■ Problem requirements: Check every line of the material below, and show those that contain "single".

■ Data to examine:

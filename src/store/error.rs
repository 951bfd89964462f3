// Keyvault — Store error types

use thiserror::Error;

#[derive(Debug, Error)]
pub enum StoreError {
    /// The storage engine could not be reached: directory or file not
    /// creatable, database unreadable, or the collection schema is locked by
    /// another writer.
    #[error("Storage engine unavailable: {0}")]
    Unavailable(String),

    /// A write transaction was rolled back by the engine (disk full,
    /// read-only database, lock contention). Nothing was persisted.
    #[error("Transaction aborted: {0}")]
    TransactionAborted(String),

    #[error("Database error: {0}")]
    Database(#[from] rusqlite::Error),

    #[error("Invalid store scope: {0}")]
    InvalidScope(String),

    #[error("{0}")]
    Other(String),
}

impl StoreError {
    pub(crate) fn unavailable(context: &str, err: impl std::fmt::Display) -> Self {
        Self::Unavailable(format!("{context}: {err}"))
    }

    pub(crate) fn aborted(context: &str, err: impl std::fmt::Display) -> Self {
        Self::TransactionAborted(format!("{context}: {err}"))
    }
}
--
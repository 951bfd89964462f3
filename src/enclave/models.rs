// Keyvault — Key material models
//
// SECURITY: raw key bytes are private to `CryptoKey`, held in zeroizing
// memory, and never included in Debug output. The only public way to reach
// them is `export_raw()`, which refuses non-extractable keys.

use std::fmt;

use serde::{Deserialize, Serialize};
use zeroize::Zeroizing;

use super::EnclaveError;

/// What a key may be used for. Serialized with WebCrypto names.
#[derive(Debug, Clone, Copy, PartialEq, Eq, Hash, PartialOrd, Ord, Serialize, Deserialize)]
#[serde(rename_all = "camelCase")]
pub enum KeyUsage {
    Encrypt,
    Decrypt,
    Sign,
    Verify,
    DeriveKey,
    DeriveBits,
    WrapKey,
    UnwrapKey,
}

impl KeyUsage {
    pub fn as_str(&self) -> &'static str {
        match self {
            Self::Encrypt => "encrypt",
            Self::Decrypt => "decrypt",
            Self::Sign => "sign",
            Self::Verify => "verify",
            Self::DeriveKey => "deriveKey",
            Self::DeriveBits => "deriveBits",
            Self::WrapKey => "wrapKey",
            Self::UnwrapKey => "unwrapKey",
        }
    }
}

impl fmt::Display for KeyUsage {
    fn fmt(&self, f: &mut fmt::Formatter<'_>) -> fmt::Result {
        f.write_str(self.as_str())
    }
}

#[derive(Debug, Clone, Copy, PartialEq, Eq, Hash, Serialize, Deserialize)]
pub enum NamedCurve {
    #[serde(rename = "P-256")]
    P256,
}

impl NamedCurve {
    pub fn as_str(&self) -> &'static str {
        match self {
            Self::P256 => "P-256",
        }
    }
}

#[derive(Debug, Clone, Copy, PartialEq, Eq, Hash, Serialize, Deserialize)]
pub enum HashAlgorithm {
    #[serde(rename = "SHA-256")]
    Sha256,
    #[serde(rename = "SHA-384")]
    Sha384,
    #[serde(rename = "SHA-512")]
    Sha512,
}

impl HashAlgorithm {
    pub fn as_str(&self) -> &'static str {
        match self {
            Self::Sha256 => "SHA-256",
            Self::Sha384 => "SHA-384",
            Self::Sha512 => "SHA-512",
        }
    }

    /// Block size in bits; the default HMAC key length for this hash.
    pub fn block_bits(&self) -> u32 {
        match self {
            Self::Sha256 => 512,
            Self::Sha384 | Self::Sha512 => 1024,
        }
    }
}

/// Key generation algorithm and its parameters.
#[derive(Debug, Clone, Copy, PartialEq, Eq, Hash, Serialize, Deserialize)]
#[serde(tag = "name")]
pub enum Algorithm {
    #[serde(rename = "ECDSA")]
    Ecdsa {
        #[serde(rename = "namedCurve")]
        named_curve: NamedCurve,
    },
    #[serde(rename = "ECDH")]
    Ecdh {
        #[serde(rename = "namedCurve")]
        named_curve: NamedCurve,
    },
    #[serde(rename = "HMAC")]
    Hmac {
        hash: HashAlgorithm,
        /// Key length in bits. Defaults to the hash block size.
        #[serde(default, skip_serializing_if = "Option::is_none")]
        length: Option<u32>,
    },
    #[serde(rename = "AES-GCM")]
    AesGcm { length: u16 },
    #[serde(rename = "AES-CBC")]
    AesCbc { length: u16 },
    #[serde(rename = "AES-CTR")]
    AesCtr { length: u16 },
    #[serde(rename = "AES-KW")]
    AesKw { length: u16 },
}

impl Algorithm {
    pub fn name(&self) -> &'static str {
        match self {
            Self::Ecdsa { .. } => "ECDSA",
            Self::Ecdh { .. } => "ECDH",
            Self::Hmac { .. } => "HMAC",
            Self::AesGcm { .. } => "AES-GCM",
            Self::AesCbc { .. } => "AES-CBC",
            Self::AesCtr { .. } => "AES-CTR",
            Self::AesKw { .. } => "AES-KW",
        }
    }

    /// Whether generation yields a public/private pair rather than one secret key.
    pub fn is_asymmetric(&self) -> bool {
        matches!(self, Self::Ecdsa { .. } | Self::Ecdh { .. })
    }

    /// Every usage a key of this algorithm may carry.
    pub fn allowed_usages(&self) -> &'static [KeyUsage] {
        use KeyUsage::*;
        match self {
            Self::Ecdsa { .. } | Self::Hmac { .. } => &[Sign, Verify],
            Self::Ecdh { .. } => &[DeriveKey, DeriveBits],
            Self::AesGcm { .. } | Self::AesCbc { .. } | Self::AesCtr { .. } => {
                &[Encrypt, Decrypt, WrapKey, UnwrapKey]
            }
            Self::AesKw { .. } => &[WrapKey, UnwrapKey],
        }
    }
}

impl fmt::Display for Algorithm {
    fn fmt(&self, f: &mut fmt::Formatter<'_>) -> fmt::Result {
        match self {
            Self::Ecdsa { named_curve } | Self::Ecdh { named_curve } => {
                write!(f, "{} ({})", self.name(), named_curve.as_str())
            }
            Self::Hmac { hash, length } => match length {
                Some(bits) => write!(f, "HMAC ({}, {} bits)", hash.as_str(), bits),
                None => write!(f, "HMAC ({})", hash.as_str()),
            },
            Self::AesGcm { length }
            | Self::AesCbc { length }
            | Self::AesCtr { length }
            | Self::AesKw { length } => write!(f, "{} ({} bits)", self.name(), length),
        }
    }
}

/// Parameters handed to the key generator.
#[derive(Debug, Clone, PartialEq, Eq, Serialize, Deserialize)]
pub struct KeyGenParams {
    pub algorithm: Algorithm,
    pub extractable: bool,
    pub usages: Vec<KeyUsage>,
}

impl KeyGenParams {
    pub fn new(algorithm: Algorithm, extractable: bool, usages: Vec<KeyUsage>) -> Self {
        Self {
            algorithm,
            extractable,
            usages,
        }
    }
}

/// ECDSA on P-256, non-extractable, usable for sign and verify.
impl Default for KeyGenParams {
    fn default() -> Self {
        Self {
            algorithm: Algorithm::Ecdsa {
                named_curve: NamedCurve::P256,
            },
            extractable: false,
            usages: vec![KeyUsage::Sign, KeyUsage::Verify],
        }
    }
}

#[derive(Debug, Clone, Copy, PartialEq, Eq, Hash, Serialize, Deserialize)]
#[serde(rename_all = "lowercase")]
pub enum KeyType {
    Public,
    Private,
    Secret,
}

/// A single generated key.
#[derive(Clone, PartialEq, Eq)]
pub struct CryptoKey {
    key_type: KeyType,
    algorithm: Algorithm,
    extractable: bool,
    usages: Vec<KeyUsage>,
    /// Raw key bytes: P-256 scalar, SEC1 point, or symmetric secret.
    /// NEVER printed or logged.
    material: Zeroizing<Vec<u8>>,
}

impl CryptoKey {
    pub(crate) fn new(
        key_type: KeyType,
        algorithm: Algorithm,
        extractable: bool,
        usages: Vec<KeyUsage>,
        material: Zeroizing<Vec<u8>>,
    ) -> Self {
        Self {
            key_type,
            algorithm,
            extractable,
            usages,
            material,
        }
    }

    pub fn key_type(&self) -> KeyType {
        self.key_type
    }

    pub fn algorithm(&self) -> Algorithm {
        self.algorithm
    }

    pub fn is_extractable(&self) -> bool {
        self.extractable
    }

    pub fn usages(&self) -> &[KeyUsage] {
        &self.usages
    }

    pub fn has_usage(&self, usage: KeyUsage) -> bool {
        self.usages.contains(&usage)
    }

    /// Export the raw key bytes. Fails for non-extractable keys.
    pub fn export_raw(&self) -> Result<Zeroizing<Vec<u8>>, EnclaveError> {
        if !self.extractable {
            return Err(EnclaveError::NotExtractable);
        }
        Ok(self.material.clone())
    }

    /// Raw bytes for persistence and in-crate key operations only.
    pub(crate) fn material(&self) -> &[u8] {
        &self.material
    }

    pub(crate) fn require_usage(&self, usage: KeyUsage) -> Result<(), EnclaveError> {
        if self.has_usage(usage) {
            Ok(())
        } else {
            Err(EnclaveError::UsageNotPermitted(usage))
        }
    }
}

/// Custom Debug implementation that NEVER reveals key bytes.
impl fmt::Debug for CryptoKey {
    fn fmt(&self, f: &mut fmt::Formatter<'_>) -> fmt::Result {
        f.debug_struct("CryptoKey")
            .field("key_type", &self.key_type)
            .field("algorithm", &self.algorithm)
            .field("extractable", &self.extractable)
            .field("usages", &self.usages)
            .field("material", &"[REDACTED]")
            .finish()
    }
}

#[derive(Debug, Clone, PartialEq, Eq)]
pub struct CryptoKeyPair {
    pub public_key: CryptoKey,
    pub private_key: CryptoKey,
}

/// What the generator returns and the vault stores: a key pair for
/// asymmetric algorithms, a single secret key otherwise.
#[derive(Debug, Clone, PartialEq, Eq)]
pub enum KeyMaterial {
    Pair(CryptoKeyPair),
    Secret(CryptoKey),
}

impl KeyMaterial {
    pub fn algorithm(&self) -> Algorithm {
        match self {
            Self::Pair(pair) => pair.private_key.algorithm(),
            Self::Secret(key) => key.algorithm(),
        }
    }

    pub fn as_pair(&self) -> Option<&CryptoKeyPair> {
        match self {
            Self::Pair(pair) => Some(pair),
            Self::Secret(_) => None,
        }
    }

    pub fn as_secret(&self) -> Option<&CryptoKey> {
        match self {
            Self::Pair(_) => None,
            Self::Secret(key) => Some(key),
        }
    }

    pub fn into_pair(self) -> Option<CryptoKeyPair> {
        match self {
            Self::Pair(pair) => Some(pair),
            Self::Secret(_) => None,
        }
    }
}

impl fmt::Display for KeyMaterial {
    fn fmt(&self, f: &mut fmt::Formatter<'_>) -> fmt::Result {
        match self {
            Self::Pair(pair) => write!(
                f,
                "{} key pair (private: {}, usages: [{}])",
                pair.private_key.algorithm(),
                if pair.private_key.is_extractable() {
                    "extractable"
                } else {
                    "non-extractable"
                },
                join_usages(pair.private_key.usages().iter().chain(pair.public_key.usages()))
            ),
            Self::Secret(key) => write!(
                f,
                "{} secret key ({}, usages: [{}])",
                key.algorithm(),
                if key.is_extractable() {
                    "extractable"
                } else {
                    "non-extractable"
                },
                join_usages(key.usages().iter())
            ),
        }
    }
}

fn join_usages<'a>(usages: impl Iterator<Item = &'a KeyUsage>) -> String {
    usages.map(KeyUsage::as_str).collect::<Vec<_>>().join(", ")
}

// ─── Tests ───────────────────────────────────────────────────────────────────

■ Result of the task:
/// A single generated key.
/// asymmetric algorithms, a single secret key otherwise.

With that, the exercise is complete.